● Task item
The expected response is a copy of every line in the entries below that includes the word "await".

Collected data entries
= = = = = = =
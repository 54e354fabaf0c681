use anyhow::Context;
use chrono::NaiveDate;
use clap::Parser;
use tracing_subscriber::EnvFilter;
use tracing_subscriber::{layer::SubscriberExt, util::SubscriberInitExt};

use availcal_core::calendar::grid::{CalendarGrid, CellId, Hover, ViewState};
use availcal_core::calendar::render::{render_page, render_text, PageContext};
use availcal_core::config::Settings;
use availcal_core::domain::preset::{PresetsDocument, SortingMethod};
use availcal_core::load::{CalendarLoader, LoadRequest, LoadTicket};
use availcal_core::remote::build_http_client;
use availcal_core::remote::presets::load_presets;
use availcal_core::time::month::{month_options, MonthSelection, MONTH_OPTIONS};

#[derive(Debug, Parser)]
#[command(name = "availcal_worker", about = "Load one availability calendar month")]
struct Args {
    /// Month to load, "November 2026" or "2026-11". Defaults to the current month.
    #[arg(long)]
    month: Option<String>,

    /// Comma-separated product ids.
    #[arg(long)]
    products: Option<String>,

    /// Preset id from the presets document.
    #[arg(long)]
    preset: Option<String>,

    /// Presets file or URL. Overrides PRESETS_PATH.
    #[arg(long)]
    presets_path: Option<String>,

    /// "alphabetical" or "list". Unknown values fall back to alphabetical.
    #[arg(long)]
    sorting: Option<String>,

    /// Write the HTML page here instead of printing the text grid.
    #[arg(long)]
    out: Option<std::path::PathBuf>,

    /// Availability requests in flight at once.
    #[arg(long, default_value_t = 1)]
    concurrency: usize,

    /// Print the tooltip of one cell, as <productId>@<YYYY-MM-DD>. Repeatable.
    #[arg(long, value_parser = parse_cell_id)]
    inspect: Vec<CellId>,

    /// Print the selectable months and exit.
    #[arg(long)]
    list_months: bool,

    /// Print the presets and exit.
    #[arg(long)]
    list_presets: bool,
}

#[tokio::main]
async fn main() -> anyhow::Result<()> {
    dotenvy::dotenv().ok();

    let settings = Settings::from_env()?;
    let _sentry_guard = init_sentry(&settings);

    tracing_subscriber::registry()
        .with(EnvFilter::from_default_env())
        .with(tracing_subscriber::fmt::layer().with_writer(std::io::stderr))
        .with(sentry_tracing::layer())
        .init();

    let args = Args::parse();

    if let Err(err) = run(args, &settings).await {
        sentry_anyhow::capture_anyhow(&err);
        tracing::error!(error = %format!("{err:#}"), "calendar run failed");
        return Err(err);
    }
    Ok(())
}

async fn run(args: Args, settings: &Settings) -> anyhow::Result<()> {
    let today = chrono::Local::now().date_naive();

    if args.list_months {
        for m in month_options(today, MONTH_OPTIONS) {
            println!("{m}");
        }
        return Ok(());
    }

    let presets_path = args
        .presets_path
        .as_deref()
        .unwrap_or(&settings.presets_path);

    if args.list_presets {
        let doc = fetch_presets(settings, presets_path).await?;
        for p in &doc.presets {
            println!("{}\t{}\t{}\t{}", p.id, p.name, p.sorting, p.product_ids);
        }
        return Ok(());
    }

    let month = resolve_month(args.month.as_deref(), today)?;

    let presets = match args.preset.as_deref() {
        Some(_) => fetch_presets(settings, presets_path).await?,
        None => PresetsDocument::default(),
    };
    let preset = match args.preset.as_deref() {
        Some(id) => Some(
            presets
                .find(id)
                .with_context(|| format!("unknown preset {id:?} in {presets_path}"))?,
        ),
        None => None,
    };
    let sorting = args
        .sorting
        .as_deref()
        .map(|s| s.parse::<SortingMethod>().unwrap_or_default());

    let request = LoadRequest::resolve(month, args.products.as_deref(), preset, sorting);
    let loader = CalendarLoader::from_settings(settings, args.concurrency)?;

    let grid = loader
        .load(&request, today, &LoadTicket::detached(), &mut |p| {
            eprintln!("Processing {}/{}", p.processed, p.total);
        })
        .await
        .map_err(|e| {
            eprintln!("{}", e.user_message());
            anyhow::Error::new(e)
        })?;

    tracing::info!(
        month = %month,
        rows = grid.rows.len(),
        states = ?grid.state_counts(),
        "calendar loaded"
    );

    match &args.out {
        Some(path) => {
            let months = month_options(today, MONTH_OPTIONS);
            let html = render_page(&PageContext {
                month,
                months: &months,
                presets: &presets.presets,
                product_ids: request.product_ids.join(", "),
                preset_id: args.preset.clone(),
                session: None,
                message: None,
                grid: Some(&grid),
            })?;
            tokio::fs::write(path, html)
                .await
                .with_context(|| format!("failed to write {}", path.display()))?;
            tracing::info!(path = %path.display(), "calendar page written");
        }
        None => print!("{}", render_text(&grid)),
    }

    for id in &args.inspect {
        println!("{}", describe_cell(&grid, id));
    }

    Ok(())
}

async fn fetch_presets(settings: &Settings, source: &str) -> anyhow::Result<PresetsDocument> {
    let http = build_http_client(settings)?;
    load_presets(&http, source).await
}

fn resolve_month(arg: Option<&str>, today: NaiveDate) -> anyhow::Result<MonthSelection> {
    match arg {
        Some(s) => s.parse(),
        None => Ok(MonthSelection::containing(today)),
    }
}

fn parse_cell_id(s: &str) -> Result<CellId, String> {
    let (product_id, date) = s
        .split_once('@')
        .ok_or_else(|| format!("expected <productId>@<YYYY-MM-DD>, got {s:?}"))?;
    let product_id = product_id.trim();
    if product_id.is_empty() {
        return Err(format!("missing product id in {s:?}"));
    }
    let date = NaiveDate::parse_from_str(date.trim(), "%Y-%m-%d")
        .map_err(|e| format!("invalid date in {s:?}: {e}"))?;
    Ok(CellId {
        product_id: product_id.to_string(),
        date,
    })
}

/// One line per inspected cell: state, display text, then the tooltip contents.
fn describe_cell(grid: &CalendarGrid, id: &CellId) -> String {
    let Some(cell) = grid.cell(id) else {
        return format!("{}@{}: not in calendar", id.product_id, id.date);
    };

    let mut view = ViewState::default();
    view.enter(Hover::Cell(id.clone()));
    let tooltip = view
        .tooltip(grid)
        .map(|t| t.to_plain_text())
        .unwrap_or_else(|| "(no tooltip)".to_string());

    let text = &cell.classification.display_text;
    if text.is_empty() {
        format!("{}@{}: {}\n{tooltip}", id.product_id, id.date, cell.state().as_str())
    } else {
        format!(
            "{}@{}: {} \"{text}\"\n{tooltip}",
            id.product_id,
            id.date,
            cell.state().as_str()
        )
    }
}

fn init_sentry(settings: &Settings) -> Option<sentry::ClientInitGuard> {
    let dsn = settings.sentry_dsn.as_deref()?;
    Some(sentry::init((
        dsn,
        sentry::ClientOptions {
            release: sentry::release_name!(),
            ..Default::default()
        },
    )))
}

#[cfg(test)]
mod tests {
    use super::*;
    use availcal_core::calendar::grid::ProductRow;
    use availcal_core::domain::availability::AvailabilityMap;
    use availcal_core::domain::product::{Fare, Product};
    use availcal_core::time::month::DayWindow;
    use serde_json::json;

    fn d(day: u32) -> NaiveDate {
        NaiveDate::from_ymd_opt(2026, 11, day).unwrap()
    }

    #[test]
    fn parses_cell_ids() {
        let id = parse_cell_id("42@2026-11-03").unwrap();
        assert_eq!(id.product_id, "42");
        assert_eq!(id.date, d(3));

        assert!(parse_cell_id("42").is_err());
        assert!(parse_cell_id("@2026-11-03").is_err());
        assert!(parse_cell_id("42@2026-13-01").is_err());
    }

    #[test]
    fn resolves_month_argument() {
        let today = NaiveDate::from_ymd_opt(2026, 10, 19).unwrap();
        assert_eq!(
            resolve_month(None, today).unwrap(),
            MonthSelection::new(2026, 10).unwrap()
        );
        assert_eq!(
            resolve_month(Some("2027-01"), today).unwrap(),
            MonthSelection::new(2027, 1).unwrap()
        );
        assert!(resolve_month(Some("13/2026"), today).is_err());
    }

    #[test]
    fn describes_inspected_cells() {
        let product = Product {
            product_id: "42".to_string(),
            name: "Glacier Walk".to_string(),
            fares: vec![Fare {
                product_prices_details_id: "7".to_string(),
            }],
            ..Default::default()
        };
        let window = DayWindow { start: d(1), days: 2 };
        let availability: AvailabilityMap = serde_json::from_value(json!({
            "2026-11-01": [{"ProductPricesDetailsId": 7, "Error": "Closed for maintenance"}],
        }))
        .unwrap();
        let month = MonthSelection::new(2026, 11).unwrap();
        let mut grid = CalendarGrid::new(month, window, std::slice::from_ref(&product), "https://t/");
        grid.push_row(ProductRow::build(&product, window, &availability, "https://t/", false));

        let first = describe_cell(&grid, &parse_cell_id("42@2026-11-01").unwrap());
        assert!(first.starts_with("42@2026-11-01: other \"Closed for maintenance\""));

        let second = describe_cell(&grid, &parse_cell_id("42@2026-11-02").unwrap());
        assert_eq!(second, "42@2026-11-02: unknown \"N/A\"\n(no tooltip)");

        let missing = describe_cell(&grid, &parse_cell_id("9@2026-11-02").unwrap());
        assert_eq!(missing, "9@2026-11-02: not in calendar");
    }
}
= = = = = = =
● Solution to this problem
    if let Err(err) = run(args, &settings).await {
        let doc = fetch_presets(settings, presets_path).await?;
        Some(_) => fetch_presets(settings, presets_path).await?,
        .await
                .await
    load_presets(&http, source).await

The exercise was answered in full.